最近、国際食品政策研究所(IFPRI)と米国ミシガン州立大学の研究者によって行われた調査研究が国際誌アクアカルチャー(養殖)に掲載された。

市販されている養殖魚の42%は都市部で消費され、そのシェアは急速に拡大しているという。

ワシントンに本拠を置く世界的シンクタンクIFPRIは、「バングラデシュの魚の価値連鎖はすべての分野で急速に成長し、変化している。魚の価値連鎖の静かな革命が国内市場で進行している。養殖魚の94%は国内消費を目的とする」と指摘している。

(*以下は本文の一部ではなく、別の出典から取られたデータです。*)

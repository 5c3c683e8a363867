//! End-to-end tests for the `contributions` command against a mock calendar host.

use contribs_lib::Host;
use wiremock::matchers::{method, path};
use wiremock::{Mock, MockServer, ResponseTemplate};

const CALENDAR_FIXTURE: &str = include_str!("fixtures/calendar.html");

/// Test host that captures output to in-memory buffers.
struct TestHost {
    output_buf: Vec<u8>,
    error_buf: Vec<u8>,
}

impl TestHost {
    const fn new() -> Self {
        Self {
            output_buf: Vec::new(),
            error_buf: Vec::new(),
        }
    }

    fn output_str(&self) -> String {
        String::from_utf8_lossy(&self.output_buf).into_owned()
    }

    fn error_str(&self) -> String {
        String::from_utf8_lossy(&self.error_buf).into_owned()
    }
}

impl Host for TestHost {
    fn output(&mut self) -> impl std::io::Write {
        &mut self.output_buf
    }

    fn error(&mut self) -> impl std::io::Write {
        &mut self.error_buf
    }

    fn exit(&mut self, _code: i32) {}
}

async fn calendar_server(template: ResponseTemplate) -> MockServer {
    let server = MockServer::start().await;
    Mock::given(method("GET"))
        .and(path("/users/octocat/contributions"))
        .respond_with(template)
        .mount(&server)
        .await;
    server
}

#[tokio::test]
async fn test_console_output() {
    let server = calendar_server(ResponseTemplate::new(200).set_body_string(CALENDAR_FIXTURE)).await;
    let uri = server.uri();

    let mut host = TestHost::new();
    let result = contribs_lib::run(
        &mut host,
        ["contribs", "contributions", "octocat", "--base-url", &uri, "--no-cache", "--color", "never"],
    )
    .await;

    assert!(result.is_ok(), "contributions command failed: {result:?}");

    let output = host.output_str();
    assert!(output.starts_with("30 contributions in the last year for octocat\n"), "unexpected output:\n{output}");
    assert!(output.contains("Current streak: 1 day"));
    assert!(output.contains("Longest streak: 4 days"));
    assert!(output.contains("Less"));
    assert!(host.error_str().is_empty());
}

#[tokio::test]
#[cfg_attr(miri, ignore = "Miri cannot call GetTempPathW")]
async fn test_file_reports_suppress_console() {
    let server = calendar_server(ResponseTemplate::new(200).set_body_string(CALENDAR_FIXTURE)).await;
    let uri = server.uri();

    let temp_dir = tempfile::tempdir().expect("Failed to create temp dir");
    let json_path = temp_dir.path().join("calendar.json");
    let html_path = temp_dir.path().join("calendar.html");
    let cache_dir = temp_dir.path().join("cache");

    let mut host = TestHost::new();
    let result = contribs_lib::run(
        &mut host,
        [
            "contribs",
            "contributions",
            "octocat",
            "--base-url",
            &uri,
            "--cache-dir",
            cache_dir.to_str().expect("valid path"),
            "--json",
            json_path.to_str().expect("valid path"),
            "--html",
            html_path.to_str().expect("valid path"),
        ],
    )
    .await;

    assert!(result.is_ok(), "contributions command failed: {result:?}");
    assert!(host.output_str().is_empty(), "console output should be suppressed");

    let json_content = std::fs::read_to_string(&json_path).expect("read JSON");
    let parsed: serde_json::Value = serde_json::from_str(&json_content).expect("valid JSON");
    assert_eq!(parsed["username"], "octocat");
    assert_eq!(parsed["source"], "network");
    assert_eq!(parsed["totalContributions"], 30);
    assert_eq!(parsed["currentStreak"], 1);
    assert_eq!(parsed["longestStreak"], 4);
    assert_eq!(parsed["weeks"].as_array().expect("weeks array").len(), 2);

    let html = std::fs::read_to_string(&html_path).expect("read HTML");
    assert!(html.contains("<title>Contributions of octocat</title>"));
    assert_eq!(html.matches("data-date=").count(), 10);

    let cached = std::fs::read_dir(&cache_dir).expect("cache dir should exist").count();
    assert_eq!(cached, 1);
}

#[tokio::test]
async fn test_unreachable_host_shows_sample_data() {
    let server = calendar_server(ResponseTemplate::new(503)).await;
    let uri = server.uri();

    let mut host = TestHost::new();
    let result = contribs_lib::run(
        &mut host,
        ["contribs", "contributions", "octocat", "--base-url", &uri, "--no-cache", "--color", "never"],
    )
    .await;

    assert!(result.is_ok(), "contributions command failed: {result:?}");
    assert!(host.error_str().contains("showing sample data"));
    assert!(host.output_str().contains("Current streak: 12 days   Longest streak: 47 days"));
}

#[tokio::test]
async fn test_invalid_base_url_is_an_error() {
    let mut host = TestHost::new();
    let result = contribs_lib::run(
        &mut host,
        ["contribs", "contributions", "octocat", "--base-url", "ftp://example.com", "--no-cache"],
    )
    .await;

    assert!(result.is_err());
}
//! Mapping of store keys onto file names.

use percent_encoding::{AsciiSet, NON_ALPHANUMERIC, utf8_percent_encode};

/// Bytes escaped in file names: everything except ASCII alphanumerics, `-`, `_` and `.`.
const KEY_ESCAPES: &AsciiSet = &NON_ALPHANUMERIC.remove(b'-').remove(b'_').remove(b'.');

/// Turn a store key into a file name that stays inside the store directory.
///
/// Path separators and every other byte that is special on common filesystems are
/// percent-escaped, `%` included, so distinct keys always map to distinct names. A `.json`
/// extension is appended, which also keeps `.` and `..` from naming a directory.
///
/// ```ignore
/// assert_eq!(file_name_for_key("github_contributions_cache_octocat"), "github_contributions_cache_octocat.json");
/// assert_eq!(file_name_for_key("../../etc/passwd"), "..%2F..%2Fetc%2Fpasswd.json");
/// ```
#[must_use]
pub fn file_name_for_key(key: &str) -> String {
    format!("{}.json", utf8_percent_encode(key, KEY_ESCAPES))
}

バングラデシュの年間養殖漁獲高約200万トンは中国、インドネシア、インド、ベトナムに次いで世界第5位の内陸水産物生産国だと、国連食糧農業機関(FAO)“世界の漁業、水産養殖2016年”報告は述べている。

「養殖はバングラデシュ経済の重要な推進要素で、衣料品産業同様多くの雇用を生み出し、国内で成功事例も増えています」
IFPRIの研究コーディネーターで調査研究の執筆者リカルド・ヘルナンデズ氏は話した。

わずか10年前、地方の養殖業者は魚を地元商人に売っていた。だが、今では3分の2を市街地に拠点を置く大規模卸売業者に販売している。

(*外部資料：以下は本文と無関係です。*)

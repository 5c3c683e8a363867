//! Show a GitHub user's contribution calendar, streaks, and featured blog posts.
#![cfg_attr(coverage_nightly, feature(coverage_attribute))]

use contribs_lib::{Host, run};
use std::io::{Write, stderr, stdout};

/// Host backed by the process's standard streams.
#[derive(Debug, Clone, Default)]
pub struct ProcessHost;

#[cfg_attr(coverage_nightly, coverage(off))]
impl Host for ProcessHost {
    fn output(&mut self) -> impl Write {
        stdout()
    }

    fn error(&mut self) -> impl Write {
        stderr()
    }

    fn exit(&mut self, code: i32) {
        std::process::exit(code);
    }
}

#[tokio::main]
#[cfg_attr(coverage_nightly, coverage(off))]
async fn main() -> Result<(), ohno::AppError> {
    run(&mut ProcessHost, std::env::args()).await
}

調査研究ではこの10年でバングラデシュの漁獲量が3倍になったことも指摘する。

バングラデシュ漁業局(DoF)の統計にも、国内漁獲量の急激な変化が表れている。

この10-12年間、漁獲量に占める養殖魚の割合は43%から56%へ増加した。これは内陸で養殖された魚が、川や海などの自然界で捕獲された漁獲量を追い越したことを意味する。

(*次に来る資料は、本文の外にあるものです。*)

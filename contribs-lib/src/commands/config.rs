use crate::Result;
use camino::{Utf8Path, Utf8PathBuf};
use core::time::Duration;
use ohno::{IntoAppError, app_err};
use serde::{Deserialize, Serialize};
use std::fs;
use std::io;
use url::Url;

/// The default configuration TOML content, embedded from `default_config.toml`
pub const DEFAULT_CONFIG_TOML: &str = include_str!("../../default_config.toml");

/// Name of the configuration file looked up when no path is given.
pub const CONFIG_FILE_NAME: &str = "contribs.toml";

#[derive(Debug, Clone, PartialEq, Eq, Deserialize, Serialize)]
#[serde(deny_unknown_fields)]
pub struct Config {
    /// Host serving the contribution calendars
    #[serde(default = "default_base_url")]
    pub base_url: String,

    /// Duration to keep a fetched calendar before re-fetching
    #[serde(default = "default_cache_ttl", with = "humantime_serde")]
    pub cache_ttl: Duration,

    /// Maximum duration of a calendar request
    #[serde(default = "default_request_timeout", with = "humantime_serde")]
    pub request_timeout: Duration,

    /// Number of blog posts to feature
    #[serde(default = "default_featured_posts")]
    pub featured_posts: usize,
}

fn default_base_url() -> String {
    crate::facts::CALENDAR_BASE_URL.to_string()
}

const fn default_cache_ttl() -> Duration {
    crate::facts::DEFAULT_CACHE_TTL
}

const fn default_request_timeout() -> Duration {
    crate::facts::DEFAULT_REQUEST_TIMEOUT
}

const fn default_featured_posts() -> usize {
    crate::posts::DEFAULT_FEATURED_COUNT
}

impl Config {
    /// Load configuration from a file or use defaults
    ///
    /// Without an explicit path, `contribs.toml` in `base_dir` is used if it exists.
    ///
    /// # Errors
    ///
    /// Returns an error if the file cannot be read or parsed, or holds invalid values
    pub fn load(base_dir: &Utf8Path, config_path: Option<&Utf8PathBuf>) -> Result<Self> {
        let (final_path, text) = if let Some(path) = config_path {
            let text = fs::read_to_string(path).into_app_err_with(|| format!("reading contribs configuration file '{path}'"))?;
            (path.clone(), text)
        } else {
            let path = base_dir.join(CONFIG_FILE_NAME);
            match fs::read_to_string(&path) {
                Ok(text) => (path, text),
                Err(e) if e.kind() == io::ErrorKind::NotFound => {
                    return Ok(Self::default());
                }
                Err(e) => return Err(e).into_app_err_with(|| format!("reading contribs configuration file '{path}'")),
            }
        };

        let config: Self = toml::from_str(&text).into_app_err_with(|| format!("parsing configuration file '{final_path}'"))?;
        config.validate()?;

        Ok(config)
    }

    /// Save the default configuration to a TOML file
    ///
    /// # Errors
    ///
    /// Returns an error if the file cannot be written
    pub fn save_default(output_path: &Utf8Path) -> Result<()> {
        fs::write(output_path, DEFAULT_CONFIG_TOML).into_app_err_with(|| format!("writing default configuration to {output_path}"))?;
        Ok(())
    }

    /// Validate configuration values
    ///
    /// # Errors
    ///
    /// Returns an error if a duration is zero, the base URL is not http(s), or no posts are featured
    pub fn validate(&self) -> Result<()> {
        if self.cache_ttl.is_zero() {
            return Err(app_err!("cache_ttl must be greater than zero"));
        }

        if self.request_timeout.is_zero() {
            return Err(app_err!("request_timeout must be greater than zero"));
        }

        let url = Url::parse(&self.base_url).into_app_err_with(|| format!("base_url '{}' is not a valid URL", self.base_url))?;
        if !matches!(url.scheme(), "http" | "https") {
            return Err(app_err!("base_url must use http or https, got '{}'", url.scheme()));
        }

        if self.featured_posts == 0 {
            return Err(app_err!("featured_posts must be at least 1"));
        }

        Ok(())
    }
}

impl Default for Config {
    fn default() -> Self {
        toml::from_str(DEFAULT_CONFIG_TOML).expect("default_config.toml should be valid TOML that deserializes to Config")
    }
}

DoFの統計によると、バングラデシュの年間漁獲量は通常370万トンで、56%ほどが養殖魚、26%は捕獲魚、残りが海洋魚だという。

「調査結果で一番驚いたのは、地方や都会の商人、仕入れ業者、飼料工場といった多くの非生産部門分野の成長です」
ヘルナンデズ氏はいう。

「主に中小養殖業者が急増したため、より競争的な環境が生まれました。その結果、新技術の採用が進められ、生産性が向上しました。これは貧困層と低所得層の消費者に多大な利益をもたらしました」

需要の増加や技術、通信、インフラの改善、数百万の養殖業者や中小起業家の投資で急速に成長したと、ヘルナンデズ氏は補足した。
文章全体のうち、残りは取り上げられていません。